» **Task objective**: Output each entry exactly as written.

*-*-*

use super::common;
use super::params::ProviderData;
use super::{BackupProvider, ProviderKind};
use crate::client::BackupServiceClient;
use crate::error::Result;
use crate::models::{ProtectedItem, ProtectionContainer, RecoveryPoint};
use async_trait::async_trait;

/// DPM / Azure Backup Server Provider，只读
pub struct DpmProvider<'a> {
    data: ProviderData,
    client: &'a dyn BackupServiceClient,
}

impl<'a> DpmProvider<'a> {
    pub fn new(data: ProviderData, client: &'a dyn BackupServiceClient) -> Self {
        Self { data, client }
    }
}

#[async_trait]
impl<'a> BackupProvider for DpmProvider<'a> {
    fn kind(&self) -> ProviderKind {
        ProviderKind::Dpm
    }

    async fn get_protected_item(&self) -> Result<ProtectedItem> {
        common::get_protected_item(&self.data, self.client).await
    }

    async fn get_recovery_point_details(&self) -> Result<RecoveryPoint> {
        common::get_recovery_point(&self.data, self.client).await
    }

    async fn list_recovery_points(&self) -> Result<Vec<RecoveryPoint>> {
        common::list_recovery_points(&self.data, self.client).await
    }

    async fn list_protection_containers(&self) -> Result<Vec<ProtectionContainer>> {
        common::list_containers(&self.data, self.client).await
    }
}
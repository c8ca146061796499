use clap::Parser;
use tracing::error;
use vault_cli::{Cli, CliApp, Commands, run_init, run_providers, setup_logging};
use vault_core::VaultError;

fn report_error(context: &str, e: &anyhow::Error) {
    error!("❌ {}: {}", context, e);
    if let Some(vault_error) = e.downcast_ref::<VaultError>() {
        if matches!(vault_error, VaultError::Aggregate(_)) {
            for cause in vault_error.causes() {
                error!("   - {}", cause);
            }
        }
    }
}

#[tokio::main]
async fn main() {
    // 解析命令行参数
    let cli = Cli::parse();

    // 设置日志记录
    setup_logging(cli.verbose);

    // `init` 和 `providers` 命令不需要预先加载配置
    match cli.command {
        Commands::Init { force } => {
            if let Err(e) = run_init(&cli.config, force) {
                report_error("初始化失败", &e);
                std::process::exit(1);
            }
            return;
        }
        Commands::Providers => {
            run_providers();
            return;
        }
        _ => {}
    }

    let app = match CliApp::new_with_config(&cli.config) {
        Ok(app) => app,
        Err(e) => {
            report_error("应用初始化失败", &e);
            if matches!(e.downcast_ref::<VaultError>(), Some(VaultError::InvalidConfig(_))) {
                error!("👉 请检查配置文件，或运行 'vault-cli init' 重新生成");
            }
            std::process::exit(1);
        }
    };
    app.cancel_on_ctrl_c();

    // 运行命令
    if let Err(e) = app.run_command(cli.command).await {
        report_error("操作失败", &e);
        std::process::exit(1);
    }
}
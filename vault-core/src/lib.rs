pub mod client;
pub mod config;
pub mod constants;
pub mod endpoints;
pub mod error;
pub mod models;
pub mod policy;
pub mod protection;
pub mod provider;
pub mod rest_client;
pub mod tracker;

#[cfg(test)]
pub(crate) mod testing;

pub use client::{BackupServiceClient, Submission};
pub use error::{Result, VaultError};
pub use protection::ProtectionManager;
pub use rest_client::RestClient;
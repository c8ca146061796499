use super::common;
use super::params::ProviderData;
use super::{BackupProvider, ProviderKind};
use crate::client::BackupServiceClient;
use crate::error::Result;
use crate::models::{OperationHandle, ProtectedItem, ProtectionContainer, RecoveryPoint};
use async_trait::async_trait;

/// MARS 代理 Provider
pub struct MabProvider<'a> {
    data: ProviderData,
    client: &'a dyn BackupServiceClient,
}

impl<'a> MabProvider<'a> {
    pub fn new(data: ProviderData, client: &'a dyn BackupServiceClient) -> Self {
        Self { data, client }
    }
}

#[async_trait]
impl<'a> BackupProvider for MabProvider<'a> {
    fn kind(&self) -> ProviderKind {
        ProviderKind::Mab
    }

    async fn disable_protection(&self) -> Result<OperationHandle> {
        common::disable_protection(&self.data, self.client).await
    }

    async fn get_protected_item(&self) -> Result<ProtectedItem> {
        common::get_protected_item(&self.data, self.client).await
    }

    async fn get_recovery_point_details(&self) -> Result<RecoveryPoint> {
        common::get_recovery_point(&self.data, self.client).await
    }

    async fn list_recovery_points(&self) -> Result<Vec<RecoveryPoint>> {
        common::list_recovery_points(&self.data, self.client).await
    }

    async fn list_protection_containers(&self) -> Result<Vec<ProtectionContainer>> {
        common::list_containers(&self.data, self.client).await
    }
}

*-*-*

» **Result for this task**:
use super::common;
use super::params::ProviderData;
use super::{BackupProvider, ProviderKind};
use crate::client::BackupServiceClient;
use crate::error::Result;
use crate::models::{ProtectedItem, ProtectionContainer, RecoveryPoint};
use async_trait::async_trait;

/// DPM / Azure Backup Server Provider，只读
pub struct DpmProvider<'a> {
    data: ProviderData,
    client: &'a dyn BackupServiceClient,
}

impl<'a> DpmProvider<'a> {
    pub fn new(data: ProviderData, client: &'a dyn BackupServiceClient) -> Self {
        Self { data, client }
    }
}

#[async_trait]
impl<'a> BackupProvider for DpmProvider<'a> {
    fn kind(&self) -> ProviderKind {
        ProviderKind::Dpm
    }

    async fn get_protected_item(&self) -> Result<ProtectedItem> {
        common::get_protected_item(&self.data, self.client).await
    }

    async fn get_recovery_point_details(&self) -> Result<RecoveryPoint> {
        common::get_recovery_point(&self.data, self.client).await
    }

    async fn list_recovery_points(&self) -> Result<Vec<RecoveryPoint>> {
        common::list_recovery_points(&self.data, self.client).await
    }

    async fn list_protection_containers(&self) -> Result<Vec<ProtectionContainer>> {
        common::list_containers(&self.data, self.client).await
    }
}
repository c8ca146061796499
use clap::Parser;
use tracing::error;
use vault_cli::{Cli, CliApp, Commands, run_init, run_providers, setup_logging};
use vault_core::VaultError;

fn report_error(context: &str, e: &anyhow::Error) {
    error!("❌ {}: {}", context, e);
    if let Some(vault_error) = e.downcast_ref::<VaultError>() {
        if matches!(vault_error, VaultError::Aggregate(_)) {
            for cause in vault_error.causes() {
                error!("   - {}", cause);
            }
        }
    }
}

#[tokio::main]
async fn main() {
    // 解析命令行参数
    let cli = Cli::parse();

    // 设置日志记录
    setup_logging(cli.verbose);

    // `init` 和 `providers` 命令不需要预先加载配置
    match cli.command {
        Commands::Init { force } => {
            if let Err(e) = run_init(&cli.config, force) {
                report_error("初始化失败", &e);
                std::process::exit(1);
            }
            return;
        }
        Commands::Providers => {
            run_providers();
            return;
        }
        _ => {}
    }

    let app = match CliApp::new_with_config(&cli.config) {
        Ok(app) => app,
        Err(e) => {
            report_error("应用初始化失败", &e);
            if matches!(e.downcast_ref::<VaultError>(), Some(VaultError::InvalidConfig(_))) {
                error!("👉 请检查配置文件，或运行 'vault-cli init' 重新生成");
            }
            std::process::exit(1);
        }
    };
    app.cancel_on_ctrl_c();

    // 运行命令
    if let Err(e) = app.run_command(cli.command).await {
        report_error("操作失败", &e);
        std::process::exit(1);
    }
}
filename vault-core/src/lib.rs
pub mod client;
pub mod config;
pub mod constants;
pub mod endpoints;
pub mod error;
pub mod models;
pub mod policy;
pub mod protection;
pub mod provider;
pub mod rest_client;
pub mod tracker;

#[cfg(test)]
pub(crate) mod testing;

pub use client::{BackupServiceClient, Submission};
pub use error::{Result, VaultError};
pub use protection::ProtectionManager;
pub use rest_client::RestClient;
repository c8ca146061796499
use super::common;
use super::params::ProviderData;
use super::{BackupProvider, ProviderKind};
use crate::client::BackupServiceClient;
use crate::error::Result;
use crate::models::{OperationHandle, ProtectedItem, ProtectionContainer, RecoveryPoint};
use async_trait::async_trait;

/// MARS 代理 Provider
pub struct MabProvider<'a> {
    data: ProviderData,
    client: &'a dyn BackupServiceClient,
}

impl<'a> MabProvider<'a> {
    pub fn new(data: ProviderData, client: &'a dyn BackupServiceClient) -> Self {
        Self { data, client }
    }
}

#[async_trait]
impl<'a> BackupProvider for MabProvider<'a> {
    fn kind(&self) -> ProviderKind {
        ProviderKind::Mab
    }

    async fn disable_protection(&self) -> Result<OperationHandle> {
        common::disable_protection(&self.data, self.client).await
    }

    async fn get_protected_item(&self) -> Result<ProtectedItem> {
        common::get_protected_item(&self.data, self.client).await
    }

    async fn get_recovery_point_details(&self) -> Result<RecoveryPoint> {
        common::get_recovery_point(&self.data, self.client).await
    }

    async fn list_recovery_points(&self) -> Result<Vec<RecoveryPoint>> {
        common::list_recovery_points(&self.data, self.client).await
    }

    async fn list_protection_containers(&self) -> Result<Vec<ProtectionContainer>> {
        common::list_containers(&self.data, self.client).await
    }
}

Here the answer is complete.